Congenital anomalies of the kidney and urinary tract (CAKUT) are primarily causal for end-stage renal disease and have significant implications for long-term survival. A total of 39 healthy controls and 94 children with chronic kidney disease (CKD) were enrolled (3-12 years old as children, 13-18 years old as adolescents), who were divided into CAKUT and Non-CAKUT according to the etiology of CKD. CKD group was further classified according to estimating glomerular filtration rate (eGFR). Circulating levels of inflammatory markers such as interleukin-6 (IL-6), tumor necrosis factor-α (TNF-α), monocyte chemokine-1 (MCP-1), and transforming growth factor-β1 (TGF-β1) were analyzed.
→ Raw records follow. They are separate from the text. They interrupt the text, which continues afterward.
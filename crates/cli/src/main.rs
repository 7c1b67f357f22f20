use anyhow::{anyhow, Context};
use config::{Config, File};
use hexgrid::{timed, Hex, HexMap, MapConfig, MapShape, Orientation, WorldPoint};
use log::{info, LevelFilter};
use serde::Serialize;
use simple_logger::SimpleLogger;
use std::{
    fs::OpenOptions,
    io::{self, Write},
    path::{Path, PathBuf},
    process,
    str::FromStr,
};
use structopt::StructOpt;
use strum::{Display, EnumString};

/// CLI for generating hex maps and picking tiles out of them.
#[derive(Debug, StructOpt)]
#[structopt(name = "hexgrid")]
struct Opt {
    /// Path to a config file that defines the map to be generated. Supported
    /// formats: JSON, TOML. Any of the individual flags below will override
    /// the corresponding value from the file.
    #[structopt(short, long)]
    config: Option<PathBuf>,

    /// Distance from the center of a tile to any of its corners
    #[structopt(long)]
    tile_size: Option<f64>,

    /// Tile orientation. Supported values: pointy, flat, rows, columns
    #[structopt(long)]
    orientation: Option<Orientation>,

    /// Map shape. Supported values: hexagon, rhombus, diamond, triangle,
    /// rectangle
    #[structopt(long)]
    shape: Option<MapShape>,

    /// Size parameter for the map shape (radius for hexagons)
    #[structopt(long)]
    size: Option<u16>,

    /// A world position, as `x,y`. The tile under this point will be
    /// included in the output, along with its neighbours
    #[structopt(short, long, allow_hyphen_values = true)]
    pick: Option<PickPoint>,

    /// If given, output will be written to this file instead of stdout
    #[structopt(short, long)]
    output: Option<PathBuf>,

    /// The format to output in. Supported formats:
    ///
    /// json - Every tile in the map with its world position, plus the picked
    ///   tile (if any)
    ///
    /// cfg - The full config object used for the map, in TOML format
    #[structopt(short, long, default_value = "json")]
    format: OutputFormat,

    /// The logging level to use. See
    /// https://docs.rs/log/0.4.11/log/enum.LevelFilter.html for options
    #[structopt(long, default_value = "warn")]
    log_level: LevelFilter,
}

/// Different output formats.
#[derive(Copy, Clone, Debug, Display, EnumString)]
#[strum(serialize_all = "snake_case")]
enum OutputFormat {
    // If you change this, make sure to update the help text for `--format`!
    /// Export the generated tiles as JSON
    Json,
    /// Export the map's full config in a human-readable file
    Cfg,
}

/// A world position given on the command line
#[derive(Copy, Clone, Debug)]
struct PickPoint(WorldPoint);

impl FromStr for PickPoint {
    type Err = anyhow::Error;

    fn from_str(s: &str) -> Result<Self, Self::Err> {
        let (x, y) = s
            .split_once(',')
            .ok_or_else(|| anyhow!("expected a point as x,y, got {:?}", s))?;
        let x = x.trim().parse().context("invalid x coordinate")?;
        let y = y.trim().parse().context("invalid y coordinate")?;
        Ok(Self(WorldPoint::new(x, y)))
    }
}

#[derive(Debug, Serialize)]
struct MapOutput<'a> {
    config: &'a MapConfig,
    tiles: Vec<TileOutput>,
    #[serde(skip_serializing_if = "Option::is_none")]
    pick: Option<PickOutput>,
}

#[derive(Debug, Serialize)]
struct TileOutput {
    hex: Hex,
    center: WorldPoint,
}

#[derive(Debug, Serialize)]
struct PickOutput {
    point: WorldPoint,
    hex: Hex,
    /// Is the picked tile part of the generated map?
    in_map: bool,
    adjacents: Vec<Hex>,
}

fn load_config(config_path: &Path) -> anyhow::Result<MapConfig> {
    let mut settings = Config::new();
    let config_path = config_path.to_str().ok_or_else(|| {
        anyhow!("invalid character in path {:?}", config_path)
    })?;
    settings
        .merge(File::with_name(config_path))
        .context("error reading config file")?;
    settings.try_into().context("error reading config")
}

/// Build the map config from the config file (if any), then apply the
/// individual overrides on top
fn build_config(opt: &Opt) -> anyhow::Result<MapConfig> {
    let mut config = match &opt.config {
        Some(config_path) => load_config(config_path)?,
        None => MapConfig::default(),
    };

    if let Some(tile_size) = opt.tile_size {
        config.grid.tile_size = tile_size;
    }
    if let Some(orientation) = opt.orientation {
        config.grid.orientation = orientation;
    }
    if let Some(shape) = opt.shape {
        config.shape = shape;
    }
    if let Some(size) = opt.size {
        config.size = size;
    }
    Ok(config)
}

fn pick_output(map: &HexMap, PickPoint(point): PickPoint) -> PickOutput {
    let hex = map.grid().point_to_hex(point);
    info!("Picked {} at {}", hex, point);
    PickOutput {
        point,
        hex,
        in_map: map.contains(hex),
        adjacents: map.grid().adjacents(hex).collect(),
    }
}

/// Generate the output bytes for the map in the given format
fn gen_output(
    output_format: OutputFormat,
    map: &HexMap,
    pick: Option<PickPoint>,
) -> anyhow::Result<Vec<u8>> {
    match output_format {
        OutputFormat::Json => {
            let mut hexes: Vec<Hex> = map.tiles().iter().copied().collect();
            hexes.sort_unstable();
            let output = MapOutput {
                config: map.config(),
                tiles: hexes
                    .into_iter()
                    .map(|hex| TileOutput {
                        hex,
                        center: map.grid().to_world(hex),
                    })
                    .collect(),
                pick: pick.map(|point| pick_output(map, point)),
            };
            serde_json::to_vec_pretty(&output)
                .context("error serializing map")
        }
        OutputFormat::Cfg => Ok(toml::to_string_pretty(map.config())
            .context("error serializing config")?
            .into_bytes()),
    }
}

fn write_output(output_path: Option<&Path>, bytes: &[u8]) -> anyhow::Result<()> {
    match output_path {
        Some(output_path) => {
            let mut file = OpenOptions::new()
                .write(true)
                .create(true)
                .truncate(true)
                .open(output_path)
                .with_context(|| {
                    format!("error opening output file {:?}", output_path)
                })?;
            file.write_all(bytes).with_context(|| {
                format!("error writing to file {:?}", output_path)
            })?;
            info!("Wrote output to {:?}", output_path);
        }
        None => {
            let mut stdout = io::stdout().lock();
            stdout.write_all(bytes).context("error writing to stdout")?;
            stdout.write_all(b"\n").context("error writing to stdout")?;
        }
    }
    Ok(())
}

/// Run the CLI with some options
fn run(opt: Opt) -> anyhow::Result<()> {
    SimpleLogger::new().with_level(opt.log_level).init()?;

    let config = build_config(&opt)?;
    let map = timed!("Map generation", log::Level::Info, {
        HexMap::generate(config).context("invalid map config")?
    });
    info!("Generated map with {} tiles", map.tiles().len());

    let bytes = gen_output(opt.format, &map, opt.pick)?;
    write_output(opt.output.as_deref(), &bytes)
}

fn main() {
    let exit_code = match run(Opt::from_args()) {
        Ok(_) => 0,
        Err(err) => {
            eprintln!("Error: {:#}", err);
            1
        }
    };
    process::exit(exit_code);
}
The relationship between these inflammatory markers with eGFR and the kidney injury parameter (urine protein) was investigated to assess their potential as early markers of disease progression. All circulating levels of these inflammatory cytokines were increased in CKD patients (including CAKUT and Non-CAKUT) compared with healthy subjects. The circulating levels of MCP-1 and TGF-β1 were increased in CAKUT adolescents compared with CAKUT children. In CAKUT children, levels of MCP-1 and TGF-β1 increased as CKD progressed, and MCP-1 and TGF-β1 were negatively and significantly correlated with eGFR and positively with urine protein. MCP-1 and TGF-β1 may contribute to the early detection of CKD and disease stage/progression in CAKUT children.